→ THE PROBLEM:
Every single entry needs to appear again exactly as given.

→ EXERCISE MATERIALS:
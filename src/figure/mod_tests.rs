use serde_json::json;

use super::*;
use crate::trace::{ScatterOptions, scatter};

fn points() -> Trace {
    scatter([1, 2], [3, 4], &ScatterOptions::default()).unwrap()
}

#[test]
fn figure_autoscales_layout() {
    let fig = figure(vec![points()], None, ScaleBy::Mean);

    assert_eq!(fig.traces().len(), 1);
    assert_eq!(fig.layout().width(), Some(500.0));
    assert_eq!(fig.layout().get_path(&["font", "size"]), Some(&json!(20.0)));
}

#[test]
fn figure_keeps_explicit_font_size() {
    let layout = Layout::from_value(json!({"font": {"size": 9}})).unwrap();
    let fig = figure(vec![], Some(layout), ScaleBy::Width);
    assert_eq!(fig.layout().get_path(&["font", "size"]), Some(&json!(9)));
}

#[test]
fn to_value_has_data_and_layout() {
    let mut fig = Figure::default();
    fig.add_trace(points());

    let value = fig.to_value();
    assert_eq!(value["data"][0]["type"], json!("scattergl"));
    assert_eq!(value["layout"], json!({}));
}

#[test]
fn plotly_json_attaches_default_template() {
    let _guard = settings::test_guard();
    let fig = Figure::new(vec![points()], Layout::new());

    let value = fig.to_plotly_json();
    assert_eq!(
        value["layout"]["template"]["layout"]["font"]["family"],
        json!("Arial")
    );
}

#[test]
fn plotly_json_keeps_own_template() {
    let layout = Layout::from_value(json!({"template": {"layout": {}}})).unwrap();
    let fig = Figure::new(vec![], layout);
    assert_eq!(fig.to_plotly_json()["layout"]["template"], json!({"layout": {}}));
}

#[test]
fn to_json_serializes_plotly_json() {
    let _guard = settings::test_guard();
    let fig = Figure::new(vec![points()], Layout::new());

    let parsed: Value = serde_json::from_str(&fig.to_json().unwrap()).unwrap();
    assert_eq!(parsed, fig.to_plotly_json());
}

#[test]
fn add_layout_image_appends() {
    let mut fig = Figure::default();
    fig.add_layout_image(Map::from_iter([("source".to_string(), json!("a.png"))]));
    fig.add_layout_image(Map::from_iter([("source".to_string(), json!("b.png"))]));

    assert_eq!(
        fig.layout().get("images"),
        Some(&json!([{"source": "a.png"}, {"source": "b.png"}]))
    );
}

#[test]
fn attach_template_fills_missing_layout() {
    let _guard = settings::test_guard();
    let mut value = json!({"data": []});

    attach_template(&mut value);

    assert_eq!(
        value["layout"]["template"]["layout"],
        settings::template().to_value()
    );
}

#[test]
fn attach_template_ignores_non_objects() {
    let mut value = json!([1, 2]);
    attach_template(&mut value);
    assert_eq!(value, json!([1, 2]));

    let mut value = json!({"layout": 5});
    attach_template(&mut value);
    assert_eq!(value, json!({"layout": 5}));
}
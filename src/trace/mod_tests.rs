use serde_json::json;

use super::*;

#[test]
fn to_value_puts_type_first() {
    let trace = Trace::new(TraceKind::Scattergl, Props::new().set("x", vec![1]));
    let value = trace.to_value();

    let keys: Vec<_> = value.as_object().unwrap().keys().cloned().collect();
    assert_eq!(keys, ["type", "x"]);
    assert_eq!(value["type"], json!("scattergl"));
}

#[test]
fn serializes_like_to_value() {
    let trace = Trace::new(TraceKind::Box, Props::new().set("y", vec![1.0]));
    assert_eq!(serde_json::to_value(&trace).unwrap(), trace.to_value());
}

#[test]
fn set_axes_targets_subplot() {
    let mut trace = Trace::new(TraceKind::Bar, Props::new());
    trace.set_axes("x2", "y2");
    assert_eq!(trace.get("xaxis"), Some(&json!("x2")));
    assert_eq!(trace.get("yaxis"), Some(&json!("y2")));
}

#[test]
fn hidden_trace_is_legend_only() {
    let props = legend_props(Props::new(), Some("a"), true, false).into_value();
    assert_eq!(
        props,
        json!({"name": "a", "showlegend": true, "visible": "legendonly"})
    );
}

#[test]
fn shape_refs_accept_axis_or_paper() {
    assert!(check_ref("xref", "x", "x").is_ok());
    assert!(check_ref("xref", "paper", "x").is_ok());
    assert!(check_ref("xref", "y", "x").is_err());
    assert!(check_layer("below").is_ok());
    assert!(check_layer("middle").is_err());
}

→ RESPONSE AREA:
filename src/figure/mod_tests.rs
use serde_json::json;

use super::*;
use crate::trace::{ScatterOptions, scatter};

fn points() -> Trace {
    scatter([1, 2], [3, 4], &ScatterOptions::default()).unwrap()
}

#[test]
fn figure_autoscales_layout() {
    let fig = figure(vec![points()], None, ScaleBy::Mean);

    assert_eq!(fig.traces().len(), 1);
    assert_eq!(fig.layout().width(), Some(500.0));
    assert_eq!(fig.layout().get_path(&["font", "size"]), Some(&json!(20.0)));
}

#[test]
fn figure_keeps_explicit_font_size() {
    let layout = Layout::from_value(json!({"font": {"size": 9}})).unwrap();
    let fig = figure(vec![], Some(layout), ScaleBy::Width);
    assert_eq!(fig.layout().get_path(&["font", "size"]), Some(&json!(9)));
}

#[test]
fn to_value_has_data_and_layout() {
    let mut fig = Figure::default();
    fig.add_trace(points());

    let value = fig.to_value();
    assert_eq!(value["data"][0]["type"], json!("scattergl"));
    assert_eq!(value["layout"], json!({}));
}

#[test]
fn plotly_json_attaches_default_template() {
    let _guard = settings::test_guard();
    let fig = Figure::new(vec![points()], Layout::new());

    let value = fig.to_plotly_json();
    assert_eq!(
        value["layout"]["template"]["layout"]["font"]["family"],
        json!("Arial")
    );
}

#[test]
fn plotly_json_keeps_own_template() {
    let layout = Layout::from_value(json!({"template": {"layout": {}}})).unwrap();
    let fig = Figure::new(vec![], layout);
    assert_eq!(fig.to_plotly_json()["layout"]["template"], json!({"layout": {}}));
}

#[test]
fn to_json_serializes_plotly_json() {
    let _guard = settings::test_guard();
    let fig = Figure::new(vec![points()], Layout::new());

    let parsed: Value = serde_json::from_str(&fig.to_json().unwrap()).unwrap();
    assert_eq!(parsed, fig.to_plotly_json());
}

#[test]
fn add_layout_image_appends() {
    let mut fig = Figure::default();
    fig.add_layout_image(Map::from_iter([("source".to_string(), json!("a.png"))]));
    fig.add_layout_image(Map::from_iter([("source".to_string(), json!("b.png"))]));

    assert_eq!(
        fig.layout().get("images"),
        Some(&json!([{"source": "a.png"}, {"source": "b.png"}]))
    );
}

#[test]
fn attach_template_fills_missing_layout() {
    let _guard = settings::test_guard();
    let mut value = json!({"data": []});

    attach_template(&mut value);

    assert_eq!(
        value["layout"]["template"]["layout"],
        settings::template().to_value()
    );
}

#[test]
fn attach_template_ignores_non_objects() {
    let mut value = json!([1, 2]);
    attach_template(&mut value);
    assert_eq!(value, json!([1, 2]));

    let mut value = json!({"layout": 5});
    attach_template(&mut value);
    assert_eq!(value, json!({"layout": 5}));
}
filename src/trace/mod_tests.rs
use serde_json::json;

use super::*;

#[test]
fn to_value_puts_type_first() {
    let trace = Trace::new(TraceKind::Scattergl, Props::new().set("x", vec![1]));
    let value = trace.to_value();

    let keys: Vec<_> = value.as_object().unwrap().keys().cloned().collect();
    assert_eq!(keys, ["type", "x"]);
    assert_eq!(value["type"], json!("scattergl"));
}

#[test]
fn serializes_like_to_value() {
    let trace = Trace::new(TraceKind::Box, Props::new().set("y", vec![1.0]));
    assert_eq!(serde_json::to_value(&trace).unwrap(), trace.to_value());
}

#[test]
fn set_axes_targets_subplot() {
    let mut trace = Trace::new(TraceKind::Bar, Props::new());
    trace.set_axes("x2", "y2");
    assert_eq!(trace.get("xaxis"), Some(&json!("x2")));
    assert_eq!(trace.get("yaxis"), Some(&json!("y2")));
}

#[test]
fn hidden_trace_is_legend_only() {
    let props = legend_props(Props::new(), Some("a"), true, false).into_value();
    assert_eq!(
        props,
        json!({"name": "a", "showlegend": true, "visible": "legendonly"})
    );
}

#[test]
fn shape_refs_accept_axis_or_paper() {
    assert!(check_ref("xref", "x", "x").is_ok());
    assert!(check_ref("xref", "paper", "x").is_ok());
    assert!(check_ref("xref", "y", "x").is_err());
    assert!(check_layer("below").is_ok());
    assert!(check_layer("middle").is_err());
}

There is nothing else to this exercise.